• _EXERCISE INSTRUCTIONS_: A complete answer lists every line of the entries below where the string "must" appears.
(DATASET ENTRIES begins)
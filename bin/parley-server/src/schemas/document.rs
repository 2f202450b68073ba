//! Document endpoint request / response types.

use serde::{Deserialize, Serialize};
use utoipa::ToSchema;

/// Multipart form for `POST /upload_document` (documentation only; the
/// handler reads the raw multipart stream).
#[derive(Debug, ToSchema)]
pub struct UploadForm {
    /// The document to upload (`.txt`, `.pdf`, or `.docx`).
    #[schema(value_type = String, format = Binary)]
    #[allow(dead_code)]
    pub file: String,
}

/// Response body for `POST /upload_document`.
#[derive(Debug, Clone, Serialize, Deserialize, ToSchema)]
pub struct UploadResponse {
    /// Human-readable confirmation.
    pub message: String,
    /// First 500 characters of the extracted text.
    pub content_preview: String,
}

/// Request body for `POST /query_document`.
#[derive(Debug, Clone, Serialize, Deserialize, ToSchema)]
pub struct QueryRequest {
    /// Question to answer against the uploaded document.
    pub query: String,
}

/// Response body for `POST /query_document`.
#[derive(Debug, Clone, Serialize, Deserialize, ToSchema)]
pub struct QueryResponse {
    /// The backend's answer.
    pub response: String,
}
//! Prerequisite check.
//!
//! Confirms that `pod install` has produced the files the fixups edit,
//! without modifying anything.

use serde::Serialize;
use std::path::{Path, PathBuf};

use crate::config::FixupConfig;
use crate::store::{PbxprojStore, ProjectStore, StoreError};

/// State of the generated project.
#[derive(Debug, Clone, PartialEq, Eq, Serialize)]
#[serde(tag = "status", rename_all = "snake_case")]
pub enum ProjectStatus {
    Missing,
    Unparseable {
        error: String,
    },
    Ready {
        target_count: usize,
        /// Configured targets present in the project.
        found: Vec<String>,
        /// Configured targets absent from the project.
        absent: Vec<String>,
    },
}

#[derive(Debug, Clone, PartialEq, Eq, Serialize)]
pub struct ProjectCheck {
    pub path: PathBuf,
    #[serde(flatten)]
    pub status: ProjectStatus,
}

#[derive(Debug, Clone, PartialEq, Eq, Serialize)]
pub struct HeaderCheck {
    pub path: PathBuf,
    pub present: bool,
}

#[derive(Debug, Clone, PartialEq, Eq, Serialize)]
pub struct PrerequisiteReport {
    pub project: ProjectCheck,
    pub header: HeaderCheck,
}

impl PrerequisiteReport {
    /// The project must exist and parse. A missing header is tolerated
    /// because the header patch treats it as informational.
    pub fn ok(&self) -> bool {
        matches!(self.project.status, ProjectStatus::Ready { .. })
    }

    pub fn to_human(&self) -> String {
        let mut lines = Vec::new();
        let project = self.project.path.display();
        match &self.project.status {
            ProjectStatus::Missing => {
                lines.push(format!("[FAIL] project: not found at {}", project))
            }
            ProjectStatus::Unparseable { error } => {
                lines.push(format!("[FAIL] project: {} does not parse: {}", project, error))
            }
            ProjectStatus::Ready {
                target_count,
                found,
                absent,
            } => {
                lines.push(format!("[ OK ] project: {} ({} targets)", project, target_count));
                if !found.is_empty() {
                    lines.push(format!("       targets found: {}", found.join(", ")));
                }
                if !absent.is_empty() {
                    lines.push(format!("       targets absent: {}", absent.join(", ")));
                }
            }
        }
        if self.header.present {
            lines.push(format!("[ OK ] header: {}", self.header.path.display()));
        } else {
            lines.push(format!(
                "[SKIP] header: not found at {}",
                self.header.path.display()
            ));
        }
        lines.join("\n")
    }

    pub fn to_json(&self) -> Result<String, serde_json::Error> {
        serde_json::to_string_pretty(self)
    }
}

/// Inspect the configured artifacts under `root`.
pub fn check(config: &FixupConfig, root: &Path) -> PrerequisiteReport {
    let mut store = PbxprojStore::open(config.project_path(root));
    let status = match store.load() {
        Ok(model) => {
            let (found, absent): (Vec<String>, Vec<String>) = config
                .flags
                .targets
                .iter()
                .cloned()
                .partition(|name| model.target(name).is_some());
            ProjectStatus::Ready {
                target_count: model.targets.len(),
                found,
                absent,
            }
        }
        Err(StoreError::NotFound(_)) => ProjectStatus::Missing,
        Err(e) => ProjectStatus::Unparseable {
            error: e.to_string(),
        },
    };

    let header = config.header_path(root);
    PrerequisiteReport {
        project: ProjectCheck {
            path: store.location().to_path_buf(),
            status,
        },
        header: HeaderCheck {
            present: header.is_file(),
            path: header,
        },
    }
}
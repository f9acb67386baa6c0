//! Project storage
//!
//! The flag cleaner works on a [`ProjectModel`] and never touches files
//! directly. A [`ProjectStore`] loads the model and writes it back:
//! [`PbxprojStore`] for real `.xcodeproj` bundles, [`MemoryStore`] for
//! tests.

mod disk;
mod memory;
mod model;

pub use disk::PbxprojStore;
pub use memory::MemoryStore;
pub use model::{BuildConfiguration, ProjectModel, SettingValue, Target};

use std::io;
use std::path::{Path, PathBuf};

/// Read/write access to a project document.
pub trait ProjectStore {
    /// Where the document lives, for messages.
    fn location(&self) -> &Path;

    /// Whether the document is present. Checked before any read.
    fn exists(&self) -> bool;

    fn load(&mut self) -> Result<ProjectModel, StoreError>;

    /// Persist the model. Only list-valued settings that differ from the
    /// stored document are written.
    fn save(&mut self, model: &ProjectModel) -> Result<(), StoreError>;
}

/// Errors for project storage
#[derive(Debug, thiserror::Error)]
pub enum StoreError {
    #[error("project not found: {}", .0.display())]
    NotFound(PathBuf),

    #[error("failed to parse {}: {source}", path.display())]
    Parse {
        path: PathBuf,
        #[source]
        source: pbxproj::ParseError,
    },

    #[error("I/O error on {}: {source}", path.display())]
    Io {
        path: PathBuf,
        #[source]
        source: io::Error,
    },

    #[error("model does not match document: {0}")]
    Inconsistent(String),
}
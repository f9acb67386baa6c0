//! Configuration merge system
//!
//! Implements the 3-layer configuration merge:
//! 1. Built-in defaults
//! 2. Repo config (`.pods-fixup.toml` in the project root, or `--config`)
//! 3. CLI flags

mod defaults;
mod merge;

pub use defaults::{
    BuiltinDefaults, DEFAULT_HEADER_PATH, DEFAULT_KEYS, DEFAULT_PREFIX, DEFAULT_PROJECT_PATH,
    DEFAULT_TARGETS, TEMPLATE_CALL, TEMPLATE_CALL_FIXED,
};
pub use merge::{deep_merge, merge_layers};

use serde::{Deserialize, Serialize};
use serde_json::Value;
use std::fs;
use std::path::{Path, PathBuf};

use crate::cleaner::FlagRules;
use crate::header::Replacement;

/// Repo config file looked up in the project root.
pub const CONFIG_FILE_NAME: &str = ".pods-fixup.toml";

/// Merged configuration.
#[derive(Debug, Clone, PartialEq, Serialize, Deserialize)]
pub struct FixupConfig {
    pub flags: FlagsConfig,
    pub header: HeaderConfig,
}

/// Settings for `strip-flags`.
#[derive(Debug, Clone, PartialEq, Serialize, Deserialize)]
pub struct FlagsConfig {
    /// `.xcodeproj` bundle or `project.pbxproj`, relative to the root.
    pub project: PathBuf,
    pub targets: Vec<String>,
    pub keys: Vec<String>,
    pub prefix: String,
}

/// Settings for `patch-header`.
#[derive(Debug, Clone, PartialEq, Serialize, Deserialize)]
pub struct HeaderConfig {
    pub path: PathBuf,
    #[serde(default)]
    pub replacements: Vec<Replacement>,
}

impl Default for FixupConfig {
    fn default() -> Self {
        let defaults = BuiltinDefaults::default();
        Self {
            flags: FlagsConfig {
                project: PathBuf::from(defaults.project),
                targets: defaults.targets,
                keys: defaults.keys,
                prefix: defaults.prefix,
            },
            header: HeaderConfig {
                path: PathBuf::from(defaults.header),
                replacements: defaults
                    .replacements
                    .into_iter()
                    .map(|(find, replace)| Replacement { find, replace })
                    .collect(),
            },
        }
    }
}

impl FixupConfig {
    /// Build the effective config for a project root.
    ///
    /// `config_path` names an explicit config file, which must exist.
    /// Without it, `<root>/.pods-fixup.toml` is used when present.
    pub fn load(
        root: &Path,
        config_path: Option<&Path>,
        cli_overrides: Option<Value>,
    ) -> Result<Self, ConfigError> {
        let mut layers = vec![BuiltinDefaults::default().to_value()];

        match config_path {
            Some(path) => {
                if !path.exists() {
                    return Err(ConfigError::IoError(format!(
                        "config file not found: {}",
                        path.display()
                    )));
                }
                layers.push(load_toml_file(path)?);
            }
            None => {
                let path = root.join(CONFIG_FILE_NAME);
                if path.exists() {
                    log::debug!("using repo config {}", path.display());
                    layers.push(load_toml_file(&path)?);
                }
            }
        }

        if let Some(cli) = cli_overrides {
            layers.push(cli);
        }

        Self::from_layers(layers)
    }

    /// Merge layers and validate the result.
    pub fn from_layers(layers: Vec<Value>) -> Result<Self, ConfigError> {
        let merged = merge_layers(layers);
        let config: FixupConfig = serde_json::from_value(merged)
            .map_err(|e| ConfigError::ParseError(e.to_string()))?;
        config.validate()?;
        Ok(config)
    }

    pub fn validate(&self) -> Result<(), ConfigError> {
        if self.flags.prefix.is_empty() {
            return Err(ConfigError::ValidationError(
                "flags.prefix must not be empty".to_string(),
            ));
        }
        if self.flags.targets.is_empty() {
            return Err(ConfigError::ValidationError(
                "flags.targets must name at least one target".to_string(),
            ));
        }
        if self.flags.keys.is_empty() {
            return Err(ConfigError::ValidationError(
                "flags.keys must name at least one build setting".to_string(),
            ));
        }
        if let Some(i) = self.header.replacements.iter().position(|r| r.find.is_empty()) {
            return Err(ConfigError::ValidationError(format!(
                "header.replacements[{}].find must not be empty",
                i
            )));
        }
        Ok(())
    }

    /// Project path resolved against the root.
    pub fn project_path(&self, root: &Path) -> PathBuf {
        root.join(&self.flags.project)
    }

    /// Header path resolved against the root.
    pub fn header_path(&self, root: &Path) -> PathBuf {
        root.join(&self.header.path)
    }

    pub fn flag_rules(&self) -> FlagRules {
        FlagRules {
            targets: self.flags.targets.clone(),
            keys: self.flags.keys.clone(),
            prefix: self.flags.prefix.clone(),
        }
    }
}

/// Read a TOML file into a JSON value for merging.
fn load_toml_file(path: &Path) -> Result<Value, ConfigError> {
    let contents = fs::read_to_string(path)
        .map_err(|e| ConfigError::IoError(format!("{}: {}", path.display(), e)))?;
    let toml_value: toml::Value = toml::from_str(&contents)
        .map_err(|e| ConfigError::ParseError(format!("TOML parse error in {}: {}", path.display(), e)))?;
    Ok(toml_to_json(toml_value))
}

/// Convert TOML Value to JSON Value
fn toml_to_json(toml: toml::Value) -> Value {
    match toml {
        toml::Value::String(s) => Value::String(s),
        toml::Value::Integer(i) => Value::Number(i.into()),
        toml::Value::Float(f) => serde_json::Number::from_f64(f)
            .map(Value::Number)
            .unwrap_or(Value::Null),
        toml::Value::Boolean(b) => Value::Bool(b),
        toml::Value::Datetime(dt) => Value::String(dt.to_string()),
        toml::Value::Array(arr) => Value::Array(arr.into_iter().map(toml_to_json).collect()),
        toml::Value::Table(table) => Value::Object(
            table
                .into_iter()
                .map(|(k, v)| (k, toml_to_json(v)))
                .collect(),
        ),
    }
}

/// Configuration errors
#[derive(Debug, thiserror::Error)]
pub enum ConfigError {
    #[error("IO error: {0}")]
    IoError(String),

    #[error("Parse error: {0}")]
    ParseError(String),

    #[error("Validation error: {0}")]
    ValidationError(String),
}
//! Test fixtures
//!
//! A trimmed `Pods/` tree as left behind by `pod install`:
//! - `Pods/Pods.xcodeproj/project.pbxproj` with the gRPC targets and an
//!   app target that must not be touched
//! - `Pods/gRPC-Core/.../basic_seq.h` with two unpatched template calls

#![allow(dead_code)]

use std::fs;
use std::io;
use std::path::{Path, PathBuf};

pub const PROJECT_REL: &str = "Pods/Pods.xcodeproj/project.pbxproj";
pub const HEADER_REL: &str = "Pods/gRPC-Core/src/core/lib/promise/detail/basic_seq.h";

/// Root of the fixture tree (the directory containing `Pods/`).
pub fn fixture_root() -> PathBuf {
    Path::new(env!("CARGO_MANIFEST_DIR")).join("tests/fixtures")
}

pub fn project_text() -> String {
    fs::read_to_string(fixture_root().join(PROJECT_REL)).unwrap()
}

pub fn header_text() -> String {
    fs::read_to_string(fixture_root().join(HEADER_REL)).unwrap()
}

/// Copy the fixture `Pods/` tree into `dest` so tests can mutate it.
pub fn install_pods(dest: &Path) {
    copy_dir(&fixture_root().join("Pods"), &dest.join("Pods")).unwrap();
}

fn copy_dir(src: &Path, dest: &Path) -> io::Result<()> {
    fs::create_dir_all(dest)?;
    for entry in fs::read_dir(src)? {
        let entry = entry?;
        let target = dest.join(entry.file_name());
        if entry.file_type()?.is_dir() {
            copy_dir(&entry.path(), &target)?;
        } else {
            fs::copy(entry.path(), target)?;
        }
    }
    Ok(())
}

/// Remove one array line (e.g. `"-G",`) from the first list that follows
/// `anchor` in a project text.
pub fn without_entry_after(text: &str, anchor: &str, entry_line: &str) -> String {
    let start = text.find(anchor).expect("anchor present");
    let offset = text[start..].find(entry_line).expect("entry present") + start;
    format!("{}{}", &text[..offset], &text[offset + entry_line.len()..])
}
//! Project document navigation and in-place editing.

use std::str::FromStr;

use crate::error::{EditError, ParseError};
use crate::parser::parse;
use crate::value::{Item, Node};

/// Object kinds that `project.targets` lists.
const TARGET_ISAS: &[&str] = &["PBXNativeTarget", "PBXAggregateTarget", "PBXLegacyTarget"];

/// A target found in the object graph.
#[derive(Debug, Clone, PartialEq, Eq)]
pub struct TargetRef {
    pub id: String,
    pub name: String,
    pub isa: String,
}

/// A build configuration (`XCBuildConfiguration`) belonging to a target.
#[derive(Debug, Clone, PartialEq, Eq)]
pub struct ConfigurationRef {
    pub id: String,
    pub name: String,
}

/// A parsed `project.pbxproj` that keeps its source text.
///
/// Edits rewrite only the spans they touch and then re-parse, so every
/// byte outside an edited value survives a load/save cycle unchanged.
#[derive(Debug, Clone)]
pub struct Document {
    text: String,
    root: Node,
}

impl Document {
    pub fn parse(text: impl Into<String>) -> Result<Self, ParseError> {
        let text = text.into();
        let root = parse(&text)?;
        Ok(Self { text, root })
    }

    /// Current document text.
    pub fn text(&self) -> &str {
        &self.text
    }

    pub fn into_text(self) -> String {
        self.text
    }

    pub fn root(&self) -> &Node {
        &self.root
    }

    /// The top-level `objects` dictionary.
    pub fn objects(&self) -> Option<&Node> {
        self.root.get("objects")
    }

    pub fn object(&self, id: &str) -> Option<&Node> {
        self.objects()?.get(id)
    }

    /// The `PBXProject` referenced by `rootObject`.
    pub fn root_object(&self) -> Option<&Node> {
        let id = self.root.get("rootObject")?.as_str()?;
        self.object(id)
    }

    /// Targets in project order.
    ///
    /// Follows the root project's `targets` list when present and falls
    /// back to scanning `objects` by `isa` otherwise.
    pub fn targets(&self) -> Vec<TargetRef> {
        let ids: Vec<String> = match self
            .root_object()
            .and_then(|project| project.get("targets"))
            .and_then(Node::string_items)
        {
            Some(ids) => ids,
            None => self
                .objects()
                .and_then(Node::as_dict)
                .map(|entries| entries.iter().map(|e| e.key.clone()).collect())
                .unwrap_or_default(),
        };

        ids.into_iter()
            .filter_map(|id| {
                let object = self.object(&id)?;
                let isa = object.get("isa")?.as_str()?;
                if !TARGET_ISAS.contains(&isa) {
                    return None;
                }
                let name = object
                    .get("name")
                    .or_else(|| object.get("productName"))
                    .and_then(Node::as_str)
                    .unwrap_or_default()
                    .to_string();
                Some(TargetRef {
                    isa: isa.to_string(),
                    id,
                    name,
                })
            })
            .collect()
    }

    /// Build configurations listed by a target's `buildConfigurationList`.
    pub fn build_configurations(&self, target_id: &str) -> Vec<ConfigurationRef> {
        let ids = self
            .object(target_id)
            .and_then(|target| target.get("buildConfigurationList"))
            .and_then(Node::as_str)
            .and_then(|list_id| self.object(list_id))
            .and_then(|list| list.get("buildConfigurations"))
            .and_then(Node::string_items)
            .unwrap_or_default();

        ids.into_iter()
            .filter_map(|id| {
                let name = self.object(&id)?.get("name")?.as_str()?.to_string();
                Some(ConfigurationRef { id, name })
            })
            .collect()
    }

    /// The `buildSettings` dictionary of a build configuration.
    pub fn build_settings(&self, config_id: &str) -> Option<&Node> {
        self.object(config_id)?.get("buildSettings")
    }

    pub fn build_setting(&self, config_id: &str, key: &str) -> Option<&Node> {
        self.build_settings(config_id)?.get(key)
    }

    /// Drop entries from a list-valued build setting.
    ///
    /// `values` must keep the existing entries in order; the dropped
    /// entries are spliced out of the text and the rest of the list keeps
    /// its original formatting. Returns whether the text changed.
    pub fn set_string_list(
        &mut self,
        config_id: &str,
        key: &str,
        values: &[String],
    ) -> Result<bool, EditError> {
        let new_text = {
            let object = self
                .object(config_id)
                .ok_or_else(|| EditError::MissingObject(config_id.to_string()))?;
            let missing = || EditError::MissingSetting {
                config: config_id.to_string(),
                key: key.to_string(),
            };
            let entry = object
                .get("buildSettings")
                .ok_or_else(missing)?
                .entry(key)
                .ok_or_else(missing)?;
            let not_a_list = || EditError::NotAList {
                config: config_id.to_string(),
                key: key.to_string(),
            };
            let items = entry.value.as_array().ok_or_else(not_a_list)?;
            let current = entry.value.string_items().ok_or_else(not_a_list)?;

            if current == values {
                return Ok(false);
            }

            let removed =
                removed_indices(&current, values).ok_or_else(|| EditError::NotASubsequence {
                    config: config_id.to_string(),
                    key: key.to_string(),
                })?;
            splice_out(&self.text, items, &removed)
        };

        *self = Document::parse(new_text)?;
        Ok(true)
    }
}

impl FromStr for Document {
    type Err = ParseError;

    fn from_str(s: &str) -> Result<Self, Self::Err> {
        Document::parse(s)
    }
}

/// Indices of `current` to drop so that it becomes `wanted`, or `None` if
/// `wanted` is not an in-order subsequence of `current`.
fn removed_indices(current: &[String], wanted: &[String]) -> Option<Vec<usize>> {
    let mut removed = Vec::new();
    let mut next = 0;
    for (i, item) in current.iter().enumerate() {
        if next < wanted.len() && wanted[next] == *item {
            next += 1;
        } else {
            removed.push(i);
        }
    }
    (next == wanted.len()).then_some(removed)
}

fn splice_out(text: &str, items: &[Item], removed: &[usize]) -> String {
    let mut out = String::with_capacity(text.len());
    let mut cursor = 0;
    for &i in removed {
        let segment = &items[i].segment;
        out.push_str(&text[cursor..segment.start]);
        cursor = segment.end;
    }
    out.push_str(&text[cursor..]);
    out
}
(DATASET ENTRIES ends)
• _SOLVED PROBLEM_:
    /// The project must exist and parse. A missing header is tolerated
    /// `config_path` names an explicit config file, which must exist.
                "flags.prefix must not be empty".to_string(),
                "flags.targets must name at least one target".to_string(),
                "flags.keys must name at least one build setting".to_string(),
                "header.replacements[{}].find must not be empty",
//!   app target that must not be touched
    /// `values` must keep the existing entries in order; the dropped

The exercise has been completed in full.